Multimethod simulation modeling tool

AnyLogic is a multimethod simulation modeling tool developed by The AnyLogic Company (formerly XJ Technologies). It supports agent-based, discrete event, and system dynamics simulation methodologies. AnyLogic is cross-platform simulation software that works on Windows, macOS and Linux.
AnyLogic is used to simulate: markets and competition, healthcare, manufacturing, supply chains and logistics, retail, business processes, social and ecosystem dynamics, defense, project and asset management, pedestrian dynamics and road traffic, IT, and aerospace. It is considered to be among the major players in the simulation industry, especially within the domain of business processes is acknowledged to be a powerful tool.

==History==
In the early 1990s, there was a significant interest in the mathematical approach to modeling and simulation of parallel processes.
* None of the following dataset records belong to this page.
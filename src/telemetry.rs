use tracing_subscriber::{layer::SubscriberExt, util::SubscriberInitExt};

/// Install JSON structured logging for the client.
///
/// `RUST_LOG` overrides `default_directive`. Returns `false` when the host
/// application already installed a global subscriber, in which case the
/// client's events flow into that one instead.
pub fn init_telemetry(default_directive: &str) -> bool {
    let env_filter = tracing_subscriber::EnvFilter::try_from_default_env()
        .unwrap_or_else(|_| tracing_subscriber::EnvFilter::new(default_directive));

    let formatting_layer = tracing_subscriber::fmt::layer()
        .with_writer(std::io::stdout)
        .json();

    tracing_subscriber::registry()
        .with(env_filter)
        .with(formatting_layer)
        .try_init()
        .is_ok()
}
/// User-facing side effects of failed requests
///
/// The client never renders anything itself. It classifies terminal errors
/// into a `Notice` for a `Notifier`, and asks a `Navigator` to send the user
/// to the login route when the session cannot be recovered.

use std::fmt;

use crate::error::ApiError;

/// Passive notification raised for a failed request
#[derive(Debug, Clone, PartialEq, Eq)]
pub enum Notice {
    PermissionDenied,
    NotFound,
    ServerError,
    /// Other 4xx; carries the backend's message verbatim
    Rejected(String),
    Offline,
}

impl Notice {
    /// Classify a terminal error.
    ///
    /// A session that ended on a 401 is still an ordinary 4xx for the user and
    /// echoes the backend's message. A failed refresh has no notice: the login
    /// redirect is its reaction.
    pub fn for_error(err: &ApiError) -> Option<Notice> {
        match err {
            ApiError::Http { status, message } => {
                if status.as_u16() == 403 {
                    Some(Notice::PermissionDenied)
                } else if status.as_u16() == 404 {
                    Some(Notice::NotFound)
                } else if status.is_server_error() {
                    Some(Notice::ServerError)
                } else if status.is_client_error() {
                    Some(Notice::Rejected(message.clone()))
                } else {
                    None
                }
            }
            ApiError::SessionExpired(failure) => failure
                .unauthorized_message()
                .map(|message| Notice::Rejected(message.to_string())),
            ApiError::Offline(_) => Some(Notice::Offline),
            _ => None,
        }
    }
}

impl fmt::Display for Notice {
    fn fmt(&self, f: &mut fmt::Formatter<'_>) -> fmt::Result {
        match self {
            Notice::PermissionDenied => write!(f, "You don't have permission to do that"),
            Notice::NotFound => write!(f, "The requested resource was not found"),
            Notice::ServerError => write!(f, "Something went wrong on our side. Please try again"),
            Notice::Rejected(message) => write!(f, "{}", message),
            Notice::Offline => write!(f, "You appear to be offline. Check your connection"),
        }
    }
}

/// Receives notices for display (toasts, status bars, logs)
pub trait Notifier: Send + Sync {
    fn notify(&self, notice: &Notice);
}

/// Moves the user to another route of the host application
pub trait Navigator: Send + Sync {
    fn redirect_to(&self, route: &str);
}

/// Logs notices instead of showing them
#[derive(Debug, Default, Clone, Copy)]
pub struct TracingNotifier;

impl Notifier for TracingNotifier {
    fn notify(&self, notice: &Notice) {
        tracing::warn!(notice = %notice, "Request failed");
    }
}

/// Logs redirects instead of performing them
#[derive(Debug, Default, Clone, Copy)]
pub struct TracingNavigator;

impl Navigator for TracingNavigator {
    fn redirect_to(&self, route: &str) {
        tracing::info!(route = %route, "Redirecting to login");
    }
}
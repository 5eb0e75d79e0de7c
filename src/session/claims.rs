/// Access token claims, decoded locally
///
/// The client reads identity claims out of the access token to make routing
/// and display decisions (which dashboard, which tenant). The signature is
/// NOT verified here. These claims must never be treated as proof of
/// identity: the backend verifies every token it receives.

use chrono::{DateTime, TimeZone, Utc};
use jsonwebtoken::{decode, Algorithm, DecodingKey, Validation};
use serde::{Deserialize, Serialize};

use crate::error::ApiError;

/// Claims carried by an access token
#[derive(Debug, Serialize, Deserialize, Clone, PartialEq, Eq)]
#[serde(rename_all = "camelCase")]
pub struct SessionClaims {
    /// Subject (user id)
    pub sub: String,
    /// Role inside the tenant (owner, agent, admin ...)
    #[serde(default)]
    pub role: Option<String>,
    #[serde(default)]
    pub tenant_id: Option<String>,
    /// Expiration time (Unix timestamp)
    pub exp: i64,
    /// Issued at (Unix timestamp)
    #[serde(default)]
    pub iat: Option<i64>,
}

impl SessionClaims {
    /// Decode the claims of `token` without verifying its signature
    ///
    /// # Errors
    /// Returns `ApiError::Decode` if the token is not a well-formed JWT
    pub fn decode_unverified(token: &str) -> Result<Self, ApiError> {
        let mut validation = Validation::new(Algorithm::HS256);
        validation.insecure_disable_signature_validation();
        validation.validate_exp = false;
        validation.validate_aud = false;
        validation.required_spec_claims.clear();

        decode::<SessionClaims>(token, &DecodingKey::from_secret(&[]), &validation)
            .map(|data| data.claims)
            .map_err(|e| {
                tracing::debug!("Access token claims could not be decoded: {}", e);
                ApiError::Decode(format!("Malformed access token: {}", e))
            })
    }

    /// Check if the access token has expired
    pub fn is_expired(&self) -> bool {
        let now = Utc::now().timestamp();
        self.exp < now
    }

    pub fn expires_at(&self) -> Option<DateTime<Utc>> {
        Utc.timestamp_opt(self.exp, 0).single()
    }
}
This approach was applied to the analysis of the correctness of parallel and distributed programs. The Distributed Computer Network (DCN) research group at Saint Petersburg Polytechnic University developed a software system for the analysis of program correctness; the new tool was named COVERS (Concurrent Verification and Simulation). This system allowed graphical modeling notation to be used for describing structure and behavior of system. The tool was developed with the help of a research grant from Hewlett-Packard (Commonly known as HP).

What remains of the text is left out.